Set down exactly, from the records below, the line with "use std::panic::AssertUnwindSafe;" through the line with "use crate::countdown::CountdownPlan;", and nothing else.

(INFORMATION PROVIDED Opens)

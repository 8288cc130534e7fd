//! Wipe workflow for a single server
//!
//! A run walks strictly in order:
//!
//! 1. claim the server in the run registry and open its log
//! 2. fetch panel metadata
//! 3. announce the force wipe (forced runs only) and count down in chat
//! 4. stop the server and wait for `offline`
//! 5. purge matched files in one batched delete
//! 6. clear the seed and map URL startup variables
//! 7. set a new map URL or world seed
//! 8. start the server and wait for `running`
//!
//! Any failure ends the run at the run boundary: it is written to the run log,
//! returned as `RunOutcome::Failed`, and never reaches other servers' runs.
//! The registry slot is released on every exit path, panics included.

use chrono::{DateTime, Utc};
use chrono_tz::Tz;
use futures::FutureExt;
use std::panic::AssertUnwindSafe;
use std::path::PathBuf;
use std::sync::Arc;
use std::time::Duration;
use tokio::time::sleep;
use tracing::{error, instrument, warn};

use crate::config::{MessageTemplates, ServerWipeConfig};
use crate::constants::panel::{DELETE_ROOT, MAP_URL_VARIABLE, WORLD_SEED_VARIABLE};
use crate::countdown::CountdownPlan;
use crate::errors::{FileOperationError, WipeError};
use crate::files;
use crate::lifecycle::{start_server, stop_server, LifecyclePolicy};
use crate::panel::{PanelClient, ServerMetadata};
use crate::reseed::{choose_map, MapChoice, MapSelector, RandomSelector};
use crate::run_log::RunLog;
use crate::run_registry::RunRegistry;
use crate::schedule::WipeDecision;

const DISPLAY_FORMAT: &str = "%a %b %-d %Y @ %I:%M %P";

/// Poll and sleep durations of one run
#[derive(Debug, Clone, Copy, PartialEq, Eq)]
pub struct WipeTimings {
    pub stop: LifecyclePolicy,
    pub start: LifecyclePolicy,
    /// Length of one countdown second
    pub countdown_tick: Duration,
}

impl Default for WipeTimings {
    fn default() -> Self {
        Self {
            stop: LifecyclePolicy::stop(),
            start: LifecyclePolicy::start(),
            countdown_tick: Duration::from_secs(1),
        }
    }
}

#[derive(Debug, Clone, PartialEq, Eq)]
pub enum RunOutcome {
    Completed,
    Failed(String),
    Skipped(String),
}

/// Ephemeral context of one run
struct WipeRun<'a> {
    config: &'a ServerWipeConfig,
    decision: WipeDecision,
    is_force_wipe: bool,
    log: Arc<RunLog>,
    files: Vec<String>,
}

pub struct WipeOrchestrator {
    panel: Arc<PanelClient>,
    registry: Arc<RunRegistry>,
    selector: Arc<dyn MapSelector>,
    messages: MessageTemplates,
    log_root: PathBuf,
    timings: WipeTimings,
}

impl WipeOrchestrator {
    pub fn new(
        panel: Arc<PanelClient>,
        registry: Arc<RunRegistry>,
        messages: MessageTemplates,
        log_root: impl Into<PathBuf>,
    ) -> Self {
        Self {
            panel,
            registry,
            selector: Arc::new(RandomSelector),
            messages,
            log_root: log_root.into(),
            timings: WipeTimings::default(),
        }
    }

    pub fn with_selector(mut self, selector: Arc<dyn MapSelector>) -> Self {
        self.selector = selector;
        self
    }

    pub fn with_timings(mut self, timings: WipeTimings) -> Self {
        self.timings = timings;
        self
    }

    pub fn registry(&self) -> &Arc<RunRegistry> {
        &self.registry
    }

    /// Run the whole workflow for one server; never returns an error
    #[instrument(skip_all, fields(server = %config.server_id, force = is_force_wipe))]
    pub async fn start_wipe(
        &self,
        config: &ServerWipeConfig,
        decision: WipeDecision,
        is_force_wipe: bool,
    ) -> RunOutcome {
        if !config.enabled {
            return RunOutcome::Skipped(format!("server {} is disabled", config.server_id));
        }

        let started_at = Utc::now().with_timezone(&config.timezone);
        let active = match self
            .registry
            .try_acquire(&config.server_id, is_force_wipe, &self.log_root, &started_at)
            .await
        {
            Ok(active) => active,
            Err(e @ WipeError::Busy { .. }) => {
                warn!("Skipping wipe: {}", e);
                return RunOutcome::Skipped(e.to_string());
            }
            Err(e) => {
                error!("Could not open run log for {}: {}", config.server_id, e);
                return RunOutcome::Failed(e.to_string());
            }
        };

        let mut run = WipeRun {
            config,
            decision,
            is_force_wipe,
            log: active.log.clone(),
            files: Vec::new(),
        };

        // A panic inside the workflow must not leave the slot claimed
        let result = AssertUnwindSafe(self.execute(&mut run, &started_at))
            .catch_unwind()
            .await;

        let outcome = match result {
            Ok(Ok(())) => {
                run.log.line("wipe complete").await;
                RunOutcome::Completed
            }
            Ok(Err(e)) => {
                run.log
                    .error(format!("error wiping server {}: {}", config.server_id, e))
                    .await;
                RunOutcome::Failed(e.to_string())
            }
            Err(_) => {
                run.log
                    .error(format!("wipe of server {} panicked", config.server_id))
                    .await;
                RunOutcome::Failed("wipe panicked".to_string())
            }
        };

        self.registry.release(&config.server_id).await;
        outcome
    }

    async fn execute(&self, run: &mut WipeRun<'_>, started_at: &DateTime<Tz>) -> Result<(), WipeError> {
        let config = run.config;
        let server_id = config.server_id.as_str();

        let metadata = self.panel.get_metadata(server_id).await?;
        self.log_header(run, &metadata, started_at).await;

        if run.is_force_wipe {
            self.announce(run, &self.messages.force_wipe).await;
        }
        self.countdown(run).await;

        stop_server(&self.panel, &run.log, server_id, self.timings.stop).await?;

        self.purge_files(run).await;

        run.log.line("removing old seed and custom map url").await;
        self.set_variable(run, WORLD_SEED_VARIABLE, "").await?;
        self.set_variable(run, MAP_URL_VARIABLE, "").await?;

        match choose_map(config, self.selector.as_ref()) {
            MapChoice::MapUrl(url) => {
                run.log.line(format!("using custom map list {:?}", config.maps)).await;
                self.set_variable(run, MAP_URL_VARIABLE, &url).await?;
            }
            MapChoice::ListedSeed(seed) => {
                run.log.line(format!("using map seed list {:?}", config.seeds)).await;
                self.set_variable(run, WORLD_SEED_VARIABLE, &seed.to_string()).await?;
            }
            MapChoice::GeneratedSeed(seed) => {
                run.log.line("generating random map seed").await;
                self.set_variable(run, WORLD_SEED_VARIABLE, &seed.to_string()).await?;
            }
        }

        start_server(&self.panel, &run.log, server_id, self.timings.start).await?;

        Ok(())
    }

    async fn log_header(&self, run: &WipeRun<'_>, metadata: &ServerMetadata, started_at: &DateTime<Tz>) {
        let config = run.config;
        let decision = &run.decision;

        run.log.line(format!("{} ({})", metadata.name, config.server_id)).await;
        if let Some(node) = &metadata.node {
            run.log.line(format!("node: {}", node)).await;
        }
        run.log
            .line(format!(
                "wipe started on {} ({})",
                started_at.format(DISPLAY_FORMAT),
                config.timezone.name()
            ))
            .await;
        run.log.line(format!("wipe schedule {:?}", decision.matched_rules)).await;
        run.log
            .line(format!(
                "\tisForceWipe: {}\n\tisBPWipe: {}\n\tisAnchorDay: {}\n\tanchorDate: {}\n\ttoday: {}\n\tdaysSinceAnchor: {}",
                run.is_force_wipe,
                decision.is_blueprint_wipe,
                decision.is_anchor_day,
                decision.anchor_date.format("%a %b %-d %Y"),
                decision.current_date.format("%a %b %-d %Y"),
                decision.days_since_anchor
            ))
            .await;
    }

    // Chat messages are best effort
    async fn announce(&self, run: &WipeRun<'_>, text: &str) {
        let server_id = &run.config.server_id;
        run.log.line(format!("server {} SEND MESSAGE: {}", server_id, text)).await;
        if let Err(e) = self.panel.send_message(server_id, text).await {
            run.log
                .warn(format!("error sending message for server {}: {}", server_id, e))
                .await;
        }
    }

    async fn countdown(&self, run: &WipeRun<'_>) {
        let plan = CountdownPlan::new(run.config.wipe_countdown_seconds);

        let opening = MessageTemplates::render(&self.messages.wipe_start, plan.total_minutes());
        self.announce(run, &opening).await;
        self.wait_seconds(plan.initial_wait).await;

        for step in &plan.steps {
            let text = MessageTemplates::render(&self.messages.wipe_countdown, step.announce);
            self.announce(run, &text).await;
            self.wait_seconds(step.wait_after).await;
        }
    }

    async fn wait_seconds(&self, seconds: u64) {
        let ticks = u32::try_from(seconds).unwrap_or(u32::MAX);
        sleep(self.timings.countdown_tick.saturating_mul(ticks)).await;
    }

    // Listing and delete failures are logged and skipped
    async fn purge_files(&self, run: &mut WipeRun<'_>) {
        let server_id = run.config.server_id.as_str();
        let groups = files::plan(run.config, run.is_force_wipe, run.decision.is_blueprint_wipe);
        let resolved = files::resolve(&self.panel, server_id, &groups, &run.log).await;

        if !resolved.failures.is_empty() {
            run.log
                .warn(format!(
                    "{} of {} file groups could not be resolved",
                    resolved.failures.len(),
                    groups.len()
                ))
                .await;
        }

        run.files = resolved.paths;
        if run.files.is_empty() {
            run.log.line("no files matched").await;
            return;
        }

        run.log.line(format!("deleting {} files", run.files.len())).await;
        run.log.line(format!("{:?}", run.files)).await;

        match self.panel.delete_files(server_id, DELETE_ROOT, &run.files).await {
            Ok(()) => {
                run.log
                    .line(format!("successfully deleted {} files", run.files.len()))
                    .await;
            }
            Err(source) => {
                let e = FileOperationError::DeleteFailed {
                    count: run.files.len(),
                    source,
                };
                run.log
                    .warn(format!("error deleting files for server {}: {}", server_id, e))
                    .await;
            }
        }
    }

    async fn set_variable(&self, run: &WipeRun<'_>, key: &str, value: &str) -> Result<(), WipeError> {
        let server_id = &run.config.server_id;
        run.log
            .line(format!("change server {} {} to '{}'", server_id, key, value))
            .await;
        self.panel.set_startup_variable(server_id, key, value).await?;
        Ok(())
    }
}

(INFORMATION PROVIDED Closes)

• **RESPONSE FOR THIS EXERCISE**
use std::panic::AssertUnwindSafe;
use std::path::PathBuf;
use std::sync::Arc;
use std::time::Duration;
use tokio::time::sleep;
use tracing::{error, instrument, warn};

use crate::config::{MessageTemplates, ServerWipeConfig};
use crate::constants::panel::{DELETE_ROOT, MAP_URL_VARIABLE, WORLD_SEED_VARIABLE};
use crate::countdown::CountdownPlan;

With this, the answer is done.